++++ THE RECORDS

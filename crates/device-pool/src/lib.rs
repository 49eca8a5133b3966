//! Device Pool: endpoint discovery and per-device health accounting.
//!
//! Kept independent of the Serializer's lock — `/api/health` (see
//! `gateway_mediator::http`) must be able to read counters while an
//! exchange is in flight.

use device_transport::DeviceHandle;
use std::path::Path;
use std::sync::Mutex;
use tracing::{info, warn};

/// Per-device health counters, updated by `mark_success`/`mark_failure`.
#[derive(Debug, Clone, Copy, Default)]
pub struct DeviceHealth {
    pub consecutive_failures: u32,
    pub total_ops: u64,
    pub successful_ops: u64,
}

struct Slot {
    handle: DeviceHandle,
    health: DeviceHealth,
}

/// Registered devices plus a stable selection policy.
///
/// Selection is least-unhealthy-first: the device with the smallest
/// `consecutive_failures`, ties broken by registration order (device id
/// order). A device at or above `reset_threshold` consecutive failures is
/// skipped until `note_reset` clears it.
pub struct Pool {
    slots: Mutex<Vec<Slot>>,
    reset_threshold: u32,
}

#[derive(Debug, thiserror::Error)]
pub enum PoolError {
    #[error("no registered device is currently eligible (all at or above the reset threshold)")]
    NoneAvailable,
    #[error("device '{0}' is not registered in this pool")]
    UnknownDevice(String),
}

impl Pool {
    pub fn new(reset_threshold: u32) -> Self {
        Pool {
            slots: Mutex::new(Vec::new()),
            reset_threshold,
        }
    }

    /// Register a device explicitly (used for `device.endpoints` config and
    /// for tests/mocks).
    pub fn register(&self, handle: DeviceHandle) {
        let mut slots = self.slots.lock().unwrap();
        info!(device_id = handle.id(), "device registered");
        slots.push(Slot {
            handle,
            health: DeviceHealth::default(),
        });
    }

    /// Discover character-device candidates under `dir` matching `prefix`
    /// (e.g. `/dev`, `"ttyUSB"`), opening and closing each briefly to
    /// confirm it's a live serial device before registering it.
    ///
    /// Candidates that fail the open/close probe are skipped with a
    /// warning rather than failing discovery outright — a single
    /// disconnected reader should not prevent the others from registering.
    pub fn discover(&self, dir: &Path, prefix: &str) -> std::io::Result<usize> {
        let mut found = 0;
        let entries = std::fs::read_dir(dir)?;
        let mut candidates: Vec<String> = entries
            .filter_map(Result::ok)
            .filter_map(|entry| entry.file_name().into_string().ok())
            .filter(|name| name.starts_with(prefix))
            .collect();
        candidates.sort();

        for name in candidates {
            let path = dir.join(&name).to_string_lossy().into_owned();
            match tokio_serial_probe(&path) {
                Ok(()) => {
                    self.register(DeviceHandle::RealSerial { path });
                    found += 1;
                }
                Err(e) => warn!(path, error = %e, "candidate device failed open probe, skipping"),
            }
        }
        Ok(found)
    }

    /// Pick the least-unhealthy eligible device. Stable across calls: the
    /// same inputs always yield the same choice.
    pub fn acquire(&self) -> Result<DeviceHandle, PoolError> {
        let slots = self.slots.lock().unwrap();
        slots
            .iter()
            .filter(|s| s.health.consecutive_failures < self.reset_threshold)
            .min_by_key(|s| s.health.consecutive_failures)
            .map(|s| s.handle.clone())
            .ok_or(PoolError::NoneAvailable)
    }

    pub fn mark_success(&self, device_id: &str) {
        let mut slots = self.slots.lock().unwrap();
        if let Some(slot) = slots.iter_mut().find(|s| s.handle.id() == device_id) {
            slot.health.total_ops += 1;
            slot.health.successful_ops += 1;
            slot.health.consecutive_failures = 0;
        }
    }

    pub fn mark_failure(&self, device_id: &str) {
        let mut slots = self.slots.lock().unwrap();
        if let Some(slot) = slots.iter_mut().find(|s| s.handle.id() == device_id) {
            slot.health.total_ops += 1;
            slot.health.consecutive_failures += 1;
        }
    }

    /// Called by the Retry Controller after performing a transport-level
    /// device reset (DTR/RTS toggle + settle).
    pub fn note_reset(&self, device_id: &str) {
        let mut slots = self.slots.lock().unwrap();
        if let Some(slot) = slots.iter_mut().find(|s| s.handle.id() == device_id) {
            slot.health.consecutive_failures = 0;
        }
    }

    /// Snapshot of every registered device's health, for `/api/health`.
    pub fn health_snapshot(&self) -> Vec<(String, DeviceHealth)> {
        self.slots
            .lock()
            .unwrap()
            .iter()
            .map(|s| (s.handle.id().to_owned(), s.health))
            .collect()
    }

    pub fn len(&self) -> usize {
        self.slots.lock().unwrap().len()
    }

    pub fn is_empty(&self) -> bool {
        self.len() == 0
    }
}

fn tokio_serial_probe(path: &str) -> std::io::Result<()> {
    let port = serialport::new(path, device_transport::BAUD_RATE)
        .timeout(std::time::Duration::from_millis(200))
        .open()
        .map_err(std::io::Error::other)?;
    drop(port);
    Ok(())
}

#[cfg(test)]
mod tests {
    use super::*;
    use std::sync::Arc;

    struct NeverCalled;
    impl device_transport::MockExchange for NeverCalled {
        fn exchange(
            &self,
            _outbound: &[u8],
        ) -> Result<String, device_transport::TransportError> {
            unreachable!("pool tests don't exchange")
        }
    }

    fn mock(id: &str) -> DeviceHandle {
        DeviceHandle::Mock {
            id: id.to_owned(),
            exchange: Arc::new(NeverCalled),
        }
    }

    #[test]
    fn acquire_picks_least_unhealthy_first() {
        let pool = Pool::new(3);
        pool.register(mock("a"));
        pool.register(mock("b"));
        pool.mark_failure("a");
        pool.mark_failure("a");
        let picked = pool.acquire().unwrap();
        assert_eq!(picked.id(), "b");
    }

    #[test]
    fn acquire_skips_devices_at_reset_threshold() {
        let pool = Pool::new(2);
        pool.register(mock("a"));
        pool.mark_failure("a");
        pool.mark_failure("a");
        assert!(matches!(pool.acquire(), Err(PoolError::NoneAvailable)));
        pool.note_reset("a");
        assert_eq!(pool.acquire().unwrap().id(), "a");
    }

    #[test]
    fn mark_success_resets_consecutive_failures() {
        let pool = Pool::new(5);
        pool.register(mock("a"));
        pool.mark_failure("a");
        pool.mark_success("a");
        let snapshot = pool.health_snapshot();
        let (_, health) = snapshot.iter().find(|(id, _)| id == "a").unwrap();
        assert_eq!(health.consecutive_failures, 0);
        assert_eq!(health.total_ops, 2);
        assert_eq!(health.successful_ops, 1);
    }
}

++++++++

YOUR ASSIGNMENT:
Your task is to reproduce all the data exactly as shown.

RESULT OF THE EXERCISE:
filename crates/device-pool/src/lib.rs
repository 49eca8a5133b3966
//! Device Pool: endpoint discovery and per-device health accounting.
//!
//! Kept independent of the Serializer's lock — `/api/health` (see
//! `gateway_mediator::http`) must be able to read counters while an
//! exchange is in flight.

use device_transport::DeviceHandle;
use std::path::Path;
use std::sync::Mutex;
use tracing::{info, warn};

/// Per-device health counters, updated by `mark_success`/`mark_failure`.
#[derive(Debug, Clone, Copy, Default)]
pub struct DeviceHealth {
    pub consecutive_failures: u32,
    pub total_ops: u64,
    pub successful_ops: u64,
}

struct Slot {
    handle: DeviceHandle,
    health: DeviceHealth,
}

/// Registered devices plus a stable selection policy.
///
/// Selection is least-unhealthy-first: the device with the smallest
/// `consecutive_failures`, ties broken by registration order (device id
/// order). A device at or above `reset_threshold` consecutive failures is
/// skipped until `note_reset` clears it.
pub struct Pool {
    slots: Mutex<Vec<Slot>>,
    reset_threshold: u32,
}

#[derive(Debug, thiserror::Error)]
pub enum PoolError {
    #[error("no registered device is currently eligible (all at or above the reset threshold)")]
    NoneAvailable,
    #[error("device '{0}' is not registered in this pool")]
    UnknownDevice(String),
}

impl Pool {
    pub fn new(reset_threshold: u32) -> Self {
        Pool {
            slots: Mutex::new(Vec::new()),
            reset_threshold,
        }
    }

    /// Register a device explicitly (used for `device.endpoints` config and
    /// for tests/mocks).
    pub fn register(&self, handle: DeviceHandle) {
        let mut slots = self.slots.lock().unwrap();
        info!(device_id = handle.id(), "device registered");
        slots.push(Slot {
            handle,
            health: DeviceHealth::default(),
        });
    }

    /// Discover character-device candidates under `dir` matching `prefix`
    /// (e.g. `/dev`, `"ttyUSB"`), opening and closing each briefly to
    /// confirm it's a live serial device before registering it.
    ///
    /// Candidates that fail the open/close probe are skipped with a
    /// warning rather than failing discovery outright — a single
    /// disconnected reader should not prevent the others from registering.
    pub fn discover(&self, dir: &Path, prefix: &str) -> std::io::Result<usize> {
        let mut found = 0;
        let entries = std::fs::read_dir(dir)?;
        let mut candidates: Vec<String> = entries
            .filter_map(Result::ok)
            .filter_map(|entry| entry.file_name().into_string().ok())
            .filter(|name| name.starts_with(prefix))
            .collect();
        candidates.sort();

        for name in candidates {
            let path = dir.join(&name).to_string_lossy().into_owned();
            match tokio_serial_probe(&path) {
                Ok(()) => {
                    self.register(DeviceHandle::RealSerial { path });
                    found += 1;
                }
                Err(e) => warn!(path, error = %e, "candidate device failed open probe, skipping"),
            }
        }
        Ok(found)
    }

    /// Pick the least-unhealthy eligible device. Stable across calls: the
    /// same inputs always yield the same choice.
    pub fn acquire(&self) -> Result<DeviceHandle, PoolError> {
        let slots = self.slots.lock().unwrap();
        slots
            .iter()
            .filter(|s| s.health.consecutive_failures < self.reset_threshold)
            .min_by_key(|s| s.health.consecutive_failures)
            .map(|s| s.handle.clone())
            .ok_or(PoolError::NoneAvailable)
    }

    pub fn mark_success(&self, device_id: &str) {
        let mut slots = self.slots.lock().unwrap();
        if let Some(slot) = slots.iter_mut().find(|s| s.handle.id() == device_id) {
            slot.health.total_ops += 1;
            slot.health.successful_ops += 1;
            slot.health.consecutive_failures = 0;
        }
    }

    pub fn mark_failure(&self, device_id: &str) {
        let mut slots = self.slots.lock().unwrap();
        if let Some(slot) = slots.iter_mut().find(|s| s.handle.id() == device_id) {
            slot.health.total_ops += 1;
            slot.health.consecutive_failures += 1;
        }
    }

    /// Called by the Retry Controller after performing a transport-level
    /// device reset (DTR/RTS toggle + settle).
    pub fn note_reset(&self, device_id: &str) {
        let mut slots = self.slots.lock().unwrap();
        if let Some(slot) = slots.iter_mut().find(|s| s.handle.id() == device_id) {
            slot.health.consecutive_failures = 0;
        }
    }

    /// Snapshot of every registered device's health, for `/api/health`.
    pub fn health_snapshot(&self) -> Vec<(String, DeviceHealth)> {
        self.slots
            .lock()
            .unwrap()
            .iter()
            .map(|s| (s.handle.id().to_owned(), s.health))
            .collect()
    }

    pub fn len(&self) -> usize {
        self.slots.lock().unwrap().len()
    }

    pub fn is_empty(&self) -> bool {
        self.len() == 0
    }
}

fn tokio_serial_probe(path: &str) -> std::io::Result<()> {
    let port = serialport::new(path, device_transport::BAUD_RATE)
        .timeout(std::time::Duration::from_millis(200))
        .open()
        .map_err(std::io::Error::other)?;
    drop(port);
    Ok(())
}

#[cfg(test)]
mod tests {
    use super::*;
    use std::sync::Arc;

    struct NeverCalled;
    impl device_transport::MockExchange for NeverCalled {
        fn exchange(
            &self,
            _outbound: &[u8],
        ) -> Result<String, device_transport::TransportError> {
            unreachable!("pool tests don't exchange")
        }
    }

    fn mock(id: &str) -> DeviceHandle {
        DeviceHandle::Mock {
            id: id.to_owned(),
            exchange: Arc::new(NeverCalled),
        }
    }

    #[test]
    fn acquire_picks_least_unhealthy_first() {
        let pool = Pool::new(3);
        pool.register(mock("a"));
        pool.register(mock("b"));
        pool.mark_failure("a");
        pool.mark_failure("a");
        let picked = pool.acquire().unwrap();
        assert_eq!(picked.id(), "b");
    }

    #[test]
    fn acquire_skips_devices_at_reset_threshold() {
        let pool = Pool::new(2);
        pool.register(mock("a"));
        pool.mark_failure("a");
        pool.mark_failure("a");
        assert!(matches!(pool.acquire(), Err(PoolError::NoneAvailable)));
        pool.note_reset("a");
        assert_eq!(pool.acquire().unwrap().id(), "a");
    }

    #[test]
    fn mark_success_resets_consecutive_failures() {
        let pool = Pool::new(5);
        pool.register(mock("a"));
        pool.mark_failure("a");
        pool.mark_success("a");
        let snapshot = pool.health_snapshot();
        let (_, health) = snapshot.iter().find(|(id, _)| id == "a").unwrap();
        assert_eq!(health.consecutive_failures, 0);
        assert_eq!(health.total_ops, 2);
        assert_eq!(health.successful_ops, 1);
    }
}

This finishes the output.